Insert text into line if that line doesn't contain another string using sed

Question

I am merging a number of text files on a linux server but the lines in some differ slightly and I need to unify them.

For example some files will have line like

id='1244' group='american' name='fred',american

Other files will be like

id='2345' name='frank', english

finally others will be like

id='7897' group='' name='maria',scottish

what I need to do is, if group='' or group is not in the string at all I need to add it somewhere before the comma setting it to the text after the comma so in the 2nd example above the line would become:

id='2345' name='frank' group='english',english

and the same in the last example which would become

id='7897' name='maria' group='scottish',scottish

This is going into a bash script. I can't actually delete the line and add to the end of the file as it relates to the following line.

I've used the following:

sed -i.bak 's#group=""##' file 

which deletes the group="" string so the lines will either contain group='something' or wont contain it at all and that works

Then I tried to add the group if it doesn't exist using the following:

sed -i.bak '/group/! s#,(.*$)#group="\1",\1#' file

but that throws up the error

sed: -e expression #1, char 38: invalid reference \1 on `s' command's RHS

EDIT by Ed Morton to create a single sample input file and expected output:

Sample Input:

id='1244' group='american' name='fred',american
foo
id='2345' name='frank', english
bar
id='7897' group='' name='maria',scottish

Expected Output:

id='1244' group='american' name='fred',american
foo
id='2345' name='frank' group='english',english
bar
id='7897' name='maria' group='scottish',scottish

Answer 1

sed -r "
    /group=''/ s///                                   # group is empty, remove it
    /group=/!  s/,[[:blank:]]*(.+)/ group='\\1',\\1/  # group is missing, add it
" file

id='1244' group='american' name='fred',american
foo
id='2345' name='frank' group='english',english
bar
id='7897'  name='maria' group='scottish',scottish

The foo and bar lines are untouched because the s/// command did not match a comma followed by characters.

Answer 2

Sed can be pretty ugly. And your data format appears to be somewhat inconsistent. This MIGHT work for you:

$ sed -e "/group='[a-z]/b e" -e "s/group='' *//" -e "s/,\([a-z]*\)$/ group='\1', /" -e ':e' input.txt

Broken out for easier reading, here's what we're doing:

• /group='[a-z]/b e - If the line contains a valid group, branch to the end.
• s/group='' *// - Remove any empty group,
• s/,\([a-z]*\)$/ group='\1', / - add a new group based on your specs
• :e - branch label for the first command.
• And then the default action is to print the line.

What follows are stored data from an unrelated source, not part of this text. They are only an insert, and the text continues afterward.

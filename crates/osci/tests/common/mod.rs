//! Shared test fixtures: in-memory RSA identities with self-signed
//! certificates carrying signing and encipherment key usage.

use der::{Decode, Encode};
use osci_core::algorithm;
use osci_keys::role::{PrivateKeySigner, RsaKeyDecrypter};
use osci_keys::{OsciCertificate, Role, RoleKind};
use std::str::FromStr;
use std::sync::Arc;
use std::time::Duration;

pub struct TestIdentity {
    pub role: Role,
    pub private: rsa::RsaPrivateKey,
}

/// Generate an RSA key pair with a self-signed leaf certificate and wire it
/// into a role with signer and decrypter capabilities.
pub fn rsa_identity(kind: RoleKind, id: &str) -> TestIdentity {
    let private = rsa::RsaPrivateKey::new(&mut rand::thread_rng(), 2048).expect("RSA keygen");
    let cert_der = self_signed_cert(&private, id);
    let cert = OsciCertificate::from_der(cert_der).expect("test certificate parses");

    let role = Role::new(kind, id)
        .with_signature_cert(cert.clone())
        .with_cipher_cert(cert)
        .with_signer(Arc::new(PrivateKeySigner::rsa(
            private.clone(),
            algorithm::RSA_SHA256,
        )))
        .with_decrypter(Arc::new(RsaKeyDecrypter::new(private.clone())));

    TestIdentity { role, private }
}

/// Build a self-signed leaf certificate (digitalSignature + keyEncipherment).
pub fn self_signed_cert(private: &rsa::RsaPrivateKey, cn: &str) -> Vec<u8> {
    use x509_cert::builder::{Builder, CertificateBuilder, Profile};
    use x509_cert::name::Name;
    use x509_cert::serial_number::SerialNumber;
    use x509_cert::spki::SubjectPublicKeyInfoOwned;
    use x509_cert::time::Validity;

    let signer = rsa::pkcs1v15::SigningKey::<sha2::Sha256>::new(private.clone());
    let public = private.to_public_key();

    use rsa::pkcs8::EncodePublicKey;
    let spki_der = public.to_public_key_der().expect("SPKI encoding");
    let spki = SubjectPublicKeyInfoOwned::from_der(spki_der.as_bytes()).expect("SPKI parses");

    let name = Name::from_str(&format!("CN={cn}")).expect("subject name");
    let profile = Profile::Leaf {
        issuer: name.clone(),
        enable_key_agreement: false,
        enable_key_encipherment: true,
    };
    let builder = CertificateBuilder::new(
        profile,
        SerialNumber::new(&[1]).expect("serial"),
        Validity::from_now(Duration::from_secs(24 * 3600)).expect("validity"),
        name,
        spki,
        &signer,
    )
    .expect("certificate builder");
    let cert = builder
        .build::<rsa::pkcs1v15::Signature>()
        .expect("certificate build");
    cert.to_der().expect("certificate DER")
}
#![forbid(unsafe_code)]

//! The protocol's canonical XML form.
//!
//! Signature digests are computed over one fixed serialized form, shared by
//! the compose path and the parse-side canonicalizer so both produce the
//! same bytes.  The convention is protocol-defined, not generic C14N:
//!
//! - namespace declarations come first, sorted by prefix (the default
//!   declaration before prefixed ones), then attributes sorted by
//!   qualified name;
//! - elements are never self-closed;
//! - markup-significant characters become entity references, and a carriage
//!   return always becomes a character reference so it survives a parser's
//!   line-ending normalization; attribute values additionally protect the
//!   quote delimiter, tab and line feed.

/// Append a value with the protocol's escaping applied.
fn push_escaped(out: &mut Vec<u8>, value: &str, attribute: bool) {
    for &b in value.as_bytes() {
        match b {
            b'&' => out.extend_from_slice(b"&amp;"),
            b'<' => out.extend_from_slice(b"&lt;"),
            b'>' if !attribute => out.extend_from_slice(b"&gt;"),
            b'"' if attribute => out.extend_from_slice(b"&quot;"),
            b'\t' if attribute => out.extend_from_slice(b"&#x9;"),
            b'\n' if attribute => out.extend_from_slice(b"&#xA;"),
            b'\r' => out.extend_from_slice(b"&#xD;"),
            _ => out.push(b),
        }
    }
}

/// Render a canonical start tag.
pub fn render_start(
    out: &mut Vec<u8>,
    qname: &str,
    decls: &[(&str, &str)],
    attrs: &[(&str, &str)],
) {
    out.push(b'<');
    out.extend_from_slice(qname.as_bytes());

    let mut decls: Vec<(&str, &str)> = decls.to_vec();
    decls.sort_by(|a, b| a.0.cmp(b.0));
    decls.dedup_by(|a, b| a.0 == b.0);
    for (prefix, uri) in decls {
        if prefix.is_empty() {
            out.extend_from_slice(b" xmlns=\"");
        } else {
            out.extend_from_slice(b" xmlns:");
            out.extend_from_slice(prefix.as_bytes());
            out.extend_from_slice(b"=\"");
        }
        push_escaped(out, uri, true);
        out.push(b'"');
    }

    let mut attrs: Vec<(&str, &str)> = attrs.to_vec();
    attrs.sort_by(|a, b| a.0.cmp(b.0));
    for (key, value) in attrs {
        out.push(b' ');
        out.extend_from_slice(key.as_bytes());
        out.extend_from_slice(b"=\"");
        push_escaped(out, value, true);
        out.push(b'"');
    }

    out.push(b'>');
}

/// Render a canonical end tag.
pub fn render_end(out: &mut Vec<u8>, qname: &str) {
    out.extend_from_slice(b"</");
    out.extend_from_slice(qname.as_bytes());
    out.push(b'>');
}

/// Render escaped character data.
pub fn render_text(out: &mut Vec<u8>, text: &str) {
    push_escaped(out, text, false);
}

/// A canonical XML writer for building message fragments.
pub struct CanonicalWriter {
    buf: Vec<u8>,
    open: Vec<String>,
}

impl CanonicalWriter {
    pub fn new() -> Self {
        Self {
            buf: Vec::new(),
            open: Vec::new(),
        }
    }

    /// Open an element carrying namespace declarations.
    pub fn start_with_decls(&mut self, qname: &str, decls: &[(&str, &str)], attrs: &[(&str, &str)]) {
        render_start(&mut self.buf, qname, decls, attrs);
        self.open.push(qname.to_owned());
    }

    /// Open an element.
    pub fn start(&mut self, qname: &str, attrs: &[(&str, &str)]) {
        self.start_with_decls(qname, &[], attrs);
    }

    /// Write escaped character data.
    pub fn text(&mut self, text: &str) {
        render_text(&mut self.buf, text);
    }

    /// Close the innermost open element.
    pub fn end(&mut self) {
        if let Some(qname) = self.open.pop() {
            render_end(&mut self.buf, &qname);
        }
    }

    /// Write `<qname attrs>text</qname>` in one step.
    pub fn element(&mut self, qname: &str, attrs: &[(&str, &str)], text: &str) {
        self.start(qname, attrs);
        self.text(text);
        self.end();
    }

    /// Append an already-canonical fragment verbatim.
    pub fn raw(&mut self, fragment: &[u8]) {
        self.buf.extend_from_slice(fragment);
    }

    pub fn into_bytes(mut self) -> Vec<u8> {
        while !self.open.is_empty() {
            self.end();
        }
        self.buf
    }
}

impl Default for CanonicalWriter {
    fn default() -> Self {
        Self::new()
    }
}

#[cfg(test)]
mod tests {
    use super::*;

    #[test]
    fn attributes_are_sorted() {
        let mut out = Vec::new();
        render_start(&mut out, "osci:ControlBlock", &[], &[("SequenceNumber", "0"), ("ConversationId", "c1")]);
        assert_eq!(
            String::from_utf8(out).unwrap(),
            "<osci:ControlBlock ConversationId=\"c1\" SequenceNumber=\"0\">"
        );
    }

    #[test]
    fn decls_precede_attrs_and_sort_by_prefix() {
        let mut out = Vec::new();
        render_start(
            &mut out,
            "soap:Body",
            &[("soap", "urn:s"), ("", "urn:default"), ("ds", "urn:d")],
            &[("Id", "body")],
        );
        assert_eq!(
            String::from_utf8(out).unwrap(),
            "<soap:Body xmlns=\"urn:default\" xmlns:ds=\"urn:d\" xmlns:soap=\"urn:s\" Id=\"body\">"
        );
    }

    #[test]
    fn text_escaping() {
        let mut out = Vec::new();
        render_text(&mut out, "a&b<c>d\re");
        assert_eq!(out, b"a&amp;b&lt;c&gt;d&#xD;e");
    }

    #[test]
    fn attribute_escaping_protects_delimiters_and_whitespace() {
        let mut out = Vec::new();
        render_start(&mut out, "x", &[], &[("k", "a\"b\tc\nd\re")]);
        assert_eq!(
            String::from_utf8(out).unwrap(),
            "<x k=\"a&quot;b&#x9;c&#xA;d&#xD;e\">"
        );
    }

    #[test]
    fn multibyte_text_passes_through() {
        let mut out = Vec::new();
        render_text(&mut out, "Größe & Maß");
        assert_eq!(String::from_utf8(out).unwrap(), "Größe &amp; Maß");
    }

    #[test]
    fn writer_nests_and_escapes() {
        let mut w = CanonicalWriter::new();
        w.start("a", &[]);
        w.element("b", &[("k", "v\"w")], "x<y");
        w.end();
        assert_eq!(
            String::from_utf8(w.into_bytes()).unwrap(),
            "<a><b k=\"v&quot;w\">x&lt;y</b></a>"
        );
    }

    #[test]
    fn never_self_closes() {
        let mut w = CanonicalWriter::new();
        w.start("empty", &[]);
        w.end();
        assert_eq!(String::from_utf8(w.into_bytes()).unwrap(), "<empty></empty>");
    }
}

I really don't like manipulating data this way. It's prone to error, and you'll be further ahead reading this data into something that accurately stores its data structure, then prints the data according to a new structure. A more robust solution would likely be tied directly to whatever is producing or consuming this data, and would not sit in the middle like this.

Answer 3

This GNU awk may help:

awk -v sq="'" '
  BEGIN{RS="[ ,\n]+"; FS="="; found=0}
  $1=="group"{
    if($2==sq sq) 
      {next}
    else
      {found=1}
  }
  NF>1{
    printf "%s=%s ",$1,$2
  }
  NF==1{
    if(!found)
      {printf "group=%s",$1}
    print ","$1
    found=0
  }
' file

The script relies on the record separator RS which is set to get all key='value' pairs.

If the key group isn't found or is empty, it is printed when reaching a record with only one field.

Note that the variable sq holds the single quote character and is used to detect empty group field.

Answer 4

something like

sed  '
    /^[^,]*group[^,]*,/ ! {
        s/, *\(.*\)/ group='\''\1'\'', \1/
    }
    /^[^,]*group='\'\''/ {
        s/group='\'\''\([^,]*\), *\(.*\)/group='\''\2'\''\1, \2/
    }
'